According to the present competing risk model, the predictors of cause-specific death for stage I SCLC included tumor size, extent of tumor, surgery, and radiotherapy. There was a high probability in patients with the characteristics of the regional extent of tumor, large tumor size, no surgery, or radiotherapy to die of SCLC. Gender did not affect the cause-specific mortality, but the male patients were more prone to dying from other causes. Age affected other cause-related SCLC mortality. Hence, it is important to take actions to prevent older patients from dying from other diseases irrespective of the SCLC treatment. We did not find any significant effects of race and laterality on cause-specific death and death from other causes. Anatomic sites and grading were only significant in the cases of cause-specific death. Wang et al. [18] developed a nomogram prognostic model for SCLC patients and validated the model using an independent patient cohort. Their nomogram performs better than earlier models, including those using AJCC staging. However, because of lacking the Stage I SCLC competing risk analyses in their model, we cannot compare the results between Wang’s model and our model in this study.
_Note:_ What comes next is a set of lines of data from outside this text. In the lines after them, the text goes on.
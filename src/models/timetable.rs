use chrono::{NaiveDate, NaiveTime, Weekday};
use serde::{Deserialize, Serialize};

use crate::models::AttendanceError;

/// One weekly recurring class slot.
#[derive(Debug, Clone, PartialEq, Serialize, Deserialize)]
pub struct TimetableEntry {
    pub id: Option<i64>,
    pub subject: String,
    pub day: Weekday,
    pub start_time: NaiveTime,
    pub end_time: NaiveTime,
}

impl TimetableEntry {
    /// Day index as stored, Monday = 0.
    pub fn day_index(&self) -> u8 {
        self.day.num_days_from_monday() as u8
    }
}

pub fn weekday_from_index(index: u8) -> Result<Weekday, AttendanceError> {
    match index {
        0 => Ok(Weekday::Mon),
        1 => Ok(Weekday::Tue),
        2 => Ok(Weekday::Wed),
        3 => Ok(Weekday::Thu),
        4 => Ok(Weekday::Fri),
        5 => Ok(Weekday::Sat),
        6 => Ok(Weekday::Sun),
        _ => Err(AttendanceError::InvalidDay(index.to_string())),
    }
}

/// Accepts `mon`, `Monday`, or a 0-6 index.
pub fn parse_weekday(s: &str) -> Result<Weekday, AttendanceError> {
    let s = s.trim();
    if let Ok(index) = s.parse::<u8>() {
        return weekday_from_index(index);
    }
    s.parse::<Weekday>()
        .map_err(|_| AttendanceError::InvalidDay(s.to_string()))
}

pub fn parse_time(s: &str) -> Result<NaiveTime, AttendanceError> {
    NaiveTime::parse_from_str(s.trim(), "%H:%M")
        .map_err(|_| AttendanceError::InvalidTime(s.to_string()))
}

pub fn day_name(day: Weekday) -> &'static str {
    match day {
        Weekday::Mon => "Monday",
        Weekday::Tue => "Tuesday",
        Weekday::Wed => "Wednesday",
        Weekday::Thu => "Thursday",
        Weekday::Fri => "Friday",
        Weekday::Sat => "Saturday",
        Weekday::Sun => "Sunday",
    }
}

/// Inclusive semester date range. An inverted window is empty.
#[derive(Debug, Clone, Copy, PartialEq, Eq, Serialize, Deserialize)]
pub struct SemesterWindow {
    pub start: NaiveDate,
    pub end: NaiveDate,
}

impl SemesterWindow {
    pub fn new(start: NaiveDate, end: NaiveDate) -> Self {
        Self { start, end }
    }

    pub fn is_empty(&self) -> bool {
        self.start > self.end
    }

    /// Calendar days left including `today`, 0 once the term is over.
    pub fn days_left(&self, today: NaiveDate) -> i64 {
        let from = today.max(self.start);
        if from > self.end {
            0
        } else {
            (self.end - from).num_days() + 1
        }
    }
}
use anyhow::{Result, bail};
use chrono::{Local, NaiveDate};
use rusqlite::Connection;
use std::path::Path;

use crate::calc::{AggregateStats, Recommendation, RiskLevel};
use crate::cli::args::{ExportFormat, TimetableCommands};
use crate::config::AppConfig;
use crate::db::repository::{MetaRepo, RefreshRepo, SqliteStore, SubjectRepo, TimetableRepo};
use crate::models::timetable::{day_name, parse_time, parse_weekday};
use crate::models::{SubjectRecord, TimetableEntry, validate_manual_counts};
use crate::report::{self, AttendanceReport, ReportOptions};
use crate::snapshot::{self, Snapshot};
use crate::source::NoTimetable;
use crate::utils::format::{
    format_days_left, format_percentage, format_signed, format_time, progress_bar,
};

// ─── ANSI helpers ────────────────────────────────────────────────────────────

macro_rules! println_colored {
    ($color:expr, $($arg:tt)*) => {{
        print!("{}", $color);
        print!($($arg)*);
        println!("\x1b[0m");
    }};
}

const GREEN: &str = "\x1b[32m";
const AMBER: &str = "\x1b[33m";
const RED: &str = "\x1b[31m";
const DIM: &str = "\x1b[2m";
const BOLD: &str = "\x1b[1m";
const TEAL: &str = "\x1b[38;2;86;182;194m";

fn risk_color(risk: RiskLevel) -> &'static str {
    match risk {
        RiskLevel::Safe => GREEN,
        RiskLevel::Warning => AMBER,
        RiskLevel::Danger | RiskLevel::Critical => RED,
    }
}

fn load_report(conn: &Connection, user: &str, options: ReportOptions) -> Result<AttendanceReport> {
    let store = SqliteStore::new(conn);
    report::build_report(&store, &store, user, &options)
}

fn today() -> NaiveDate {
    Local::now().date_naive()
}

// ─── Setup wizard ────────────────────────────────────────────────────────────

pub fn handle_setup(conn: &Connection, config: &mut AppConfig, reset: bool) -> Result<()> {
    if !reset {
        if let Some(done) = MetaRepo::get(conn, "setup_done")? {
            if done == "1" {
                println!("bunkwise is already configured. Use --reset to reconfigure.");
                return Ok(());
            }
        }
    }
    crate::cli::setup_tui::run_setup_tui(conn, config)
}

// ─── Subjects ────────────────────────────────────────────────────────────────

pub fn handle_list(conn: &Connection, config: &AppConfig, user: &str) -> Result<()> {
    let subjects = SubjectRepo::list(conn, user)?;
    let target = config.attendance.target_percentage;

    println!();
    println_colored!(
        TEAL,
        "  Subjects ({})  ·  safe zone {}%",
        user,
        config.calculator().safe_target()
    );
    println!();
    if subjects.is_empty() {
        println_colored!(DIM, "  No subjects yet. Add one with: bunkwise add NAME --present P --total T");
        println!();
        return Ok(());
    }
    for subject in &subjects {
        let pct = subject.percentage();
        let risk = RiskLevel::classify(pct, target);
        println_colored!(
            risk_color(risk),
            "  {:<24} {:>4}/{:<4} {:>8}  {}  {}",
            subject.name,
            subject.present,
            subject.total,
            format_percentage(pct),
            progress_bar(pct, 10),
            risk.display_name()
        );
    }
    println!();
    Ok(())
}

pub fn handle_add(conn: &Connection, user: &str, name: &str, present: u32, total: u32) -> Result<()> {
    let name = name.trim();
    validate_manual_counts(name, present, total)?;
    let subject = SubjectRecord::new(name, present, total)?;
    SubjectRepo::add(conn, user, &subject)?;
    println_colored!(
        GREEN,
        "  ✓ Added {}: {}/{} ({})",
        subject.name,
        present,
        total,
        format_percentage(subject.percentage())
    );
    Ok(())
}

pub fn handle_update(
    conn: &Connection,
    user: &str,
    name: &str,
    present: u32,
    total: u32,
) -> Result<()> {
    validate_manual_counts(name, present, total)?;
    let updated = SubjectRepo::update(conn, user, name.trim(), present, total)?;
    println_colored!(
        GREEN,
        "  ✓ {} updated: {}/{} ({})",
        updated.name,
        updated.present,
        updated.total,
        format_percentage(updated.percentage())
    );
    Ok(())
}

pub fn handle_record(
    conn: &Connection,
    config: &AppConfig,
    user: &str,
    name: &str,
    attended: bool,
) -> Result<()> {
    let subject = SubjectRepo::record_class(conn, user, name.trim(), attended)?;
    let pct = subject.percentage();
    let risk = RiskLevel::classify(pct, config.attendance.target_percentage);
    if attended {
        println_colored!(GREEN, "  ✓ {} attended", subject.name);
    } else {
        println_colored!(AMBER, "  ✗ {} missed", subject.name);
    }
    println_colored!(
        risk_color(risk),
        "    now {}/{} ({}, {}) · {} missed",
        subject.present,
        subject.total,
        format_percentage(pct),
        risk.display_name(),
        subject.missed()
    );
    Ok(())
}

pub fn handle_remove(conn: &Connection, user: &str, name: &str) -> Result<()> {
    SubjectRepo::delete(conn, user, name.trim())?;
    println_colored!(DIM, "  Removed {}", name.trim());
    Ok(())
}

// ─── Bunk ────────────────────────────────────────────────────────────────────

pub fn handle_bunk(
    conn: &Connection,
    config: &AppConfig,
    user: &str,
    future: Option<u32>,
) -> Result<()> {
    let mut options = ReportOptions::from_config(config, today());
    if let Some(future) = future {
        options.future_classes = future;
    }
    let report = load_report(conn, user, options)?;

    println!();
    println_colored!(
        TEAL,
        "  Bunk analysis: target {}%, safe zone {}%, next {} classes",
        report.target_percentage,
        report.safe_target(),
        report.future_classes
    );
    println!();

    if report.subjects.is_empty() {
        println_colored!(DIM, "  No subjects recorded.");
        println!();
        return Ok(());
    }

    for subject in &report.subjects {
        let bunk = &subject.bunk;
        let (color, advice) = match bunk.recommendation() {
            Recommendation::CanBunk(n) => (GREEN, format!("can bunk {} of the next {}", n, report.future_classes)),
            Recommendation::MustAttend(n) => (RED, format!("attend the next {} classes", n)),
            Recommendation::AttendAll => (AMBER, "attend everything".to_string()),
        };
        println_colored!(
            color,
            "  {:<24} {:>8}  ({})  {}",
            subject.name,
            format_percentage(bunk.current_percentage),
            format_signed(bunk.buffer),
            advice
        );
    }

    let advice = report.bunk_advice();
    println!();
    println_colored!(BOLD, "  Overall");
    if advice.below_target.is_empty() && advice.near_target.is_empty() {
        println_colored!(GREEN, "  ✓ Every subject is in the safe zone");
    }
    for (name, needed) in &advice.below_target {
        println_colored!(RED, "  ! {} is below target: attend {} more classes", name, needed);
    }
    for (name, buffer) in &advice.near_target {
        println_colored!(
            AMBER,
            "  ~ {} is only {} above target: avoid bunking",
            name,
            format_signed(*buffer)
        );
    }
    if let Some((name, bunks)) = advice.bunkable.first() {
        println_colored!(
            GREEN,
            "  Best subject to bunk: {} (up to {} classes)",
            name,
            bunks
        );
    }
    println!();
    Ok(())
}

// ─── Projection ──────────────────────────────────────────────────────────────

pub fn handle_project(
    conn: &Connection,
    config: &AppConfig,
    user: &str,
    today_override: Option<NaiveDate>,
) -> Result<()> {
    let options = ReportOptions::from_config(config, today_override.unwrap_or_else(today));
    let report = load_report(conn, user, options)?;

    println!();
    match &report.semester {
        Some(semester) => println_colored!(
            TEAL,
            "  Projection to {} ({})",
            semester.end,
            format_days_left(semester.days_left)
        ),
        None => {
            println_colored!(TEAL, "  Projection");
            println_colored!(
                DIM,
                "  No semester window set; run `bunkwise semester START END` for projections."
            );
        }
    }
    println!();

    for subject in &report.subjects {
        let p = &subject.projection;
        println_colored!(
            risk_color(p.risk_level),
            "  {:<24} {:>8}  {}",
            subject.name,
            format_percentage(p.current_percentage),
            p.risk_level.display_name()
        );
        if p.remaining_classes == 0 {
            println_colored!(DIM, "    no classes left to project");
            continue;
        }
        println!(
            "    {} left · need {} · can skip {}",
            p.remaining_classes, p.classes_needed, p.can_skip
        );
        println_colored!(
            DIM,
            "    attend all → {}   current pace → {}   semester total {}",
            format_percentage(p.projected_percentage_if_attend_all),
            format_percentage(p.projected_percentage_at_current_rate),
            p.expected_total_for_semester
        );
    }
    println!();
    Ok(())
}

// ─── Stats ───────────────────────────────────────────────────────────────────

pub fn handle_stats(conn: &Connection, config: &AppConfig, user: &str) -> Result<()> {
    let subjects = SubjectRepo::list(conn, user)?;
    let stats = AggregateStats::from_subjects(&subjects, config.attendance.target_percentage);

    println!();
    println_colored!(TEAL, "  Statistics ({})", user);
    println!();
    println_colored!(
        BOLD,
        "  Overall:     {}  ({}/{})",
        format_percentage(stats.overall_percentage),
        stats.total_present,
        stats.total_classes
    );
    println_colored!(
        DIM,
        "  Subject avg: {}",
        format_percentage(AggregateStats::mean_of_subjects(&subjects))
    );
    println!("  Subjects:    {}", stats.subjects);
    println_colored!(GREEN, "  Safe:        {}", stats.safe);
    println_colored!(AMBER, "  Warning:     {}", stats.warning);
    println_colored!(RED, "  Danger:      {}", stats.danger);

    if let Some(days) = config.days_left() {
        println!("  Semester:    {}", format_days_left(days));
    }
    if let Some(last) = RefreshRepo::last(conn, user)? {
        println_colored!(
            DIM,
            "  Last import: {} ({} subjects from {})",
            last.refreshed_at,
            last.subject_count,
            last.source
        );
    }
    println!();
    Ok(())
}

// ─── Timetable ───────────────────────────────────────────────────────────────

pub fn handle_timetable(conn: &Connection, user: &str, action: &TimetableCommands) -> Result<()> {
    match action {
        TimetableCommands::Add {
            subject,
            day,
            start,
            end,
        } => {
            let subject = subject.trim();
            if subject.is_empty() {
                bail!("Subject name cannot be empty");
            }
            let entry = TimetableEntry {
                id: None,
                subject: subject.to_string(),
                day: parse_weekday(day)?,
                start_time: parse_time(start)?,
                end_time: parse_time(end)?,
            };
            if entry.end_time <= entry.start_time {
                bail!("Slot must end after it starts ({} - {})", start, end);
            }
            let id = TimetableRepo::add(conn, user, &entry)?;
            println_colored!(
                GREEN,
                "  ✓ Slot {}: {} on {} {}-{}",
                id,
                entry.subject,
                day_name(entry.day),
                format_time(entry.start_time),
                format_time(entry.end_time)
            );
        }
        TimetableCommands::List => {
            let entries = TimetableRepo::list(conn, user)?;
            println!();
            println_colored!(TEAL, "  Timetable ({})", user);
            println!();
            if entries.is_empty() {
                println_colored!(DIM, "  No slots. Projections use [attendance].weekly_classes.");
            }
            let mut last_day = None;
            for entry in &entries {
                if last_day != Some(entry.day) {
                    println_colored!(BOLD, "  {}", day_name(entry.day));
                    last_day = Some(entry.day);
                }
                println!(
                    "    [{}] {}-{}  {}",
                    entry.id.unwrap_or_default(),
                    format_time(entry.start_time),
                    format_time(entry.end_time),
                    entry.subject
                );
            }
            println!();
        }
        TimetableCommands::Remove { id } => {
            TimetableRepo::remove(conn, user, *id)?;
            println_colored!(DIM, "  Removed slot {}", id);
        }
        TimetableCommands::Clear => {
            let removed = TimetableRepo::clear(conn, user)?;
            println_colored!(DIM, "  Removed {} slots", removed);
        }
    }
    Ok(())
}

// ─── Semester ────────────────────────────────────────────────────────────────

pub fn handle_semester(config: &mut AppConfig, start: NaiveDate, end: NaiveDate) -> Result<()> {
    config.semester.start = Some(start);
    config.semester.end = Some(end);
    config.save()?;
    println_colored!(GREEN, "  ✓ Semester set: {} to {}", start, end);
    if let Some(days) = config.days_left() {
        println_colored!(DIM, "    {}", format_days_left(days));
    }
    Ok(())
}

// ─── Import / export ─────────────────────────────────────────────────────────

pub fn handle_import(
    conn: &Connection,
    config: &AppConfig,
    user: &str,
    file: &Path,
    dry_run: bool,
) -> Result<()> {
    if dry_run {
        let snapshot = Snapshot::load(file)?;
        let options = ReportOptions::from_config(config, today());
        let report = report::build_report(&snapshot, &NoTimetable, user, &options)?;
        println_colored!(DIM, "  Dry run: {} would be imported, nothing saved", file.display());
        print!("{}", report::render_text(&report));
        return Ok(());
    }
    let written = snapshot::import_file(conn, user, file)?;
    println_colored!(GREEN, "  ✓ Imported {} subjects for {}", written, user);
    Ok(())
}

pub fn handle_export(
    conn: &Connection,
    config: &AppConfig,
    user: &str,
    format: ExportFormat,
) -> Result<()> {
    let report = load_report(conn, user, ReportOptions::from_config(config, today()))?;
    match format {
        ExportFormat::Json => println!("{}", serde_json::to_string_pretty(&report)?),
        ExportFormat::Text => print!("{}", report::render_text(&report)),
    }
    Ok(())
}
Patients diagnosed with SCLC without any lymph node metastasis at a very early stage may undergo surgical resection of the lesion as the initial treatment procedure. According to the National Comprehensive Cancer Network guidelines, postoperative chemotherapy is recommended for stage I SCLC rather than radiation. Our study showed that surgery could effectively reduce the number of cancer-specific deaths and that the one-year cumulative incidence dropped from 34.5 to 11.2%. Like surgery, chemotherapy and radiotherapy improved the one-year survival rate. It is necessary to consider radiation before or after surgery, and this needs more validation. As SCLC is characterized by rapid growth, high invasiveness, and early metastasis, the five-year cumulative incidence was relatively high irrespective of the form of treatment. Our results indicated that treatment did not benefit the five-year survival rate. Therefore, early diagnosis and treatment are very critical and can markedly improve the one-year survival rate.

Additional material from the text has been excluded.